Somewhere in the list of topics that are not given a great deal of thought outside the research community, there is the issue of how exactly one goes about measuring healthspan in mice, the length of life spent in good health. There is no standardization to speak of, and what is called healthspan in one study is typically assessed with a completely different set of measures from what is called healthspan in another study. Thus there are groups attempting to promote specific well-defined approaches to assessment of healthspan in animal models, in the hope that others adopt them in order to make data on the effects of interventions more comparable.

The population around the world is graying, and as many of these individuals will spend years suffering from the burdens of age associated diseases, understanding how to increase healthspan, defined as the period of life free from disease and disability, is an urgent priority of geroscience research. The lack of agreed-upon quantitative metrics for measuring healthspan in aging mice has slowed progress in identifying interventions that do not simply increase lifespan, but also healthspan.

Here, we define FAMY (Frailty-Adjusted Mouse Years) and GRAIL (Gauging Robust Aging when Increasing Lifespan) as new summary statistics for quantifying healthspan in mice. FAMY is based entirely on a widely utilized clinical frailty index, while GRAIL incorporates frailty, widely utilized healthspan assays, and information about the hallmarks of aging. Both metrics are conceptually similar to quality-adjusted life years (QALY), a widely-utilized measure of disease burden in humans, and can be readily calculated from data acquired during longitudinal and cross-sectional studies of mouse aging.

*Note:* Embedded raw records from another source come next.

/// Dashboard statistics
///
/// ```text
/// GET /api/analytics/dashboard
/// ```
///
/// ```json
/// {
///   "tasks": { "total": 10, "pending": 4, "inProgress": 3, "completed": 3 },
///   "priority": { "low": 2, "medium": 5, "high": 3 },
///   "overdue": 2
/// }
/// ```
///
/// Each number is its own count query, run concurrently. The figures are not
/// taken from one snapshot and may disagree slightly under concurrent writes.

use crate::{app::AppState, error::ApiResult, messages, response::ApiResponse};
use axum::extract::State;
use chrono::Utc;
use serde::{Deserialize, Serialize};
use taskboard_shared::models::task::{Task, TaskPriority, TaskStatus};

#[derive(Debug, Clone, PartialEq, Eq, Serialize, Deserialize)]
#[serde(rename_all = "camelCase")]
pub struct TaskCounts {
    pub total: i64,
    pub pending: i64,
    pub in_progress: i64,
    pub completed: i64,
}

#[derive(Debug, Clone, PartialEq, Eq, Serialize, Deserialize)]
pub struct PriorityCounts {
    pub low: i64,
    pub medium: i64,
    pub high: i64,
}

#[derive(Debug, Clone, PartialEq, Eq, Serialize, Deserialize)]
pub struct DashboardStats {
    pub tasks: TaskCounts,
    pub priority: PriorityCounts,

    /// Due before now and not completed
    pub overdue: i64,
}

pub async fn dashboard(State(state): State<AppState>) -> ApiResult<ApiResponse<DashboardStats>> {
    let db = &state.db;

    let (total, pending, in_progress, completed, low, medium, high, overdue) = tokio::try_join!(
        Task::count(db),
        Task::count_with_status(db, TaskStatus::Pending),
        Task::count_with_status(db, TaskStatus::InProgress),
        Task::count_with_status(db, TaskStatus::Completed),
        Task::count_with_priority(db, TaskPriority::Low),
        Task::count_with_priority(db, TaskPriority::Medium),
        Task::count_with_priority(db, TaskPriority::High),
        Task::count_overdue(db, Utc::now()),
    )?;

    let stats = DashboardStats {
        tasks: TaskCounts {
            total,
            pending,
            in_progress,
            completed,
        },
        priority: PriorityCounts { low, medium, high },
        overdue,
    };

    Ok(ApiResponse::ok(messages::DASHBOARD_STATS_FETCHED, stats))
}
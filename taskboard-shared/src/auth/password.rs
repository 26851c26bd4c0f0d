/// Password hashing with Argon2id
///
/// Hashes are stored as PHC strings, so the parameters travel with each
/// hash and verification never needs to know them.
///
/// # Parameters
///
/// - **Algorithm**: Argon2id, version 0x13
/// - **Memory**: 19 MiB (19456 KiB)
/// - **Iterations**: 2 passes
/// - **Parallelism**: 1 lane
///
/// # Example
///
/// ```
/// use taskboard_shared::auth::password::{hash_password, verify_password};
///
/// # fn example() -> Result<(), Box<dyn std::error::Error>> {
/// let hash = hash_password("hunter22")?;
/// assert!(verify_password("hunter22", &hash)?);
/// assert!(!verify_password("hunter23", &hash)?);
/// # Ok(())
/// # }
/// ```

use argon2::{
    password_hash::{rand_core::OsRng, PasswordHash, PasswordHasher, PasswordVerifier, SaltString},
    Argon2, ParamsBuilder, Version,
};

#[derive(Debug, thiserror::Error)]
pub enum PasswordError {
    #[error("Failed to hash password: {0}")]
    HashError(String),

    #[error("Failed to verify password: {0}")]
    VerifyError(String),

    #[error("Invalid password hash format: {0}")]
    InvalidHash(String),
}

/// Hashes a password with a fresh random salt
///
/// Output looks like `$argon2id$v=19$m=19456,t=2,p=1$<salt>$<hash>`.
pub fn hash_password(password: &str) -> Result<String, PasswordError> {
    let salt = SaltString::generate(&mut OsRng);

    let params = ParamsBuilder::new()
        .m_cost(19456)
        .t_cost(2)
        .p_cost(1)
        .output_len(32)
        .build()
        .map_err(|e| PasswordError::HashError(format!("Invalid parameters: {}", e)))?;

    let argon2 = Argon2::new(argon2::Algorithm::Argon2id, Version::V0x13, params);

    let password_hash = argon2
        .hash_password(password.as_bytes(), &salt)
        .map_err(|e| PasswordError::HashError(format!("Hash generation failed: {}", e)))?;

    Ok(password_hash.to_string())
}

/// Checks a candidate password against a stored hash
///
/// A mismatch is `Ok(false)`; only an unreadable hash is an error.
pub fn verify_password(password: &str, hash: &str) -> Result<bool, PasswordError> {
    let parsed_hash = PasswordHash::new(hash)
        .map_err(|e| PasswordError::InvalidHash(format!("Failed to parse hash: {}", e)))?;

    match Argon2::default().verify_password(password.as_bytes(), &parsed_hash) {
        Ok(_) => Ok(true),
        Err(argon2::password_hash::Error::Password) => Ok(false),
        Err(e) => Err(PasswordError::VerifyError(format!("Verification failed: {}", e))),
    }
}

#[cfg(test)]
mod tests {
    use super::*;

    #[test]
    fn test_hash_password_format() {
        let hash = hash_password("secret1").expect("Hash should succeed");

        assert!(hash.starts_with("$argon2id$"));
        assert!(hash.contains("v=19"));
        assert!(hash.contains("m=19456"));
        assert!(hash.contains("t=2"));
        assert!(hash.contains("p=1"));
    }

    #[test]
    fn test_hash_password_produces_different_salts() {
        let hash1 = hash_password("same_password").expect("Hash 1 should succeed");
        let hash2 = hash_password("same_password").expect("Hash 2 should succeed");

        assert_ne!(hash1, hash2);
    }

    #[test]
    fn test_verify_password() {
        let hash = hash_password("correct_password").expect("Hash should succeed");

        assert!(verify_password("correct_password", &hash).unwrap());
        assert!(!verify_password("wrong_password", &hash).unwrap());
        assert!(!verify_password("", &hash).unwrap());
    }

    #[test]
    fn test_verify_password_invalid_hash() {
        assert!(matches!(
            verify_password("password", "invalid_hash"),
            Err(PasswordError::InvalidHash(_))
        ));
        assert!(verify_password("password", "$argon2id$invalid").is_err());
    }

    #[test]
    fn test_unicode_password() {
        let hash = hash_password("pässwörd-密码").expect("Hash should succeed");
        assert!(verify_password("pässwörd-密码", &hash).unwrap());
    }
}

We find that interventions generally thought to promote health, including calorie restriction, robustly improve healthspan as measured by FAMY and GRAIL. Finally, we show that use of GRAIL provides new insights, and identify dietary restriction of protein or isoleucine as an intervention that promotes healthspan but not longevity in female HET3 mice. We suggest that the routine integration of these measures into studies of aging in mice will allow the identification and development of interventions that promote healthy aging even in the absence of increased lifespan.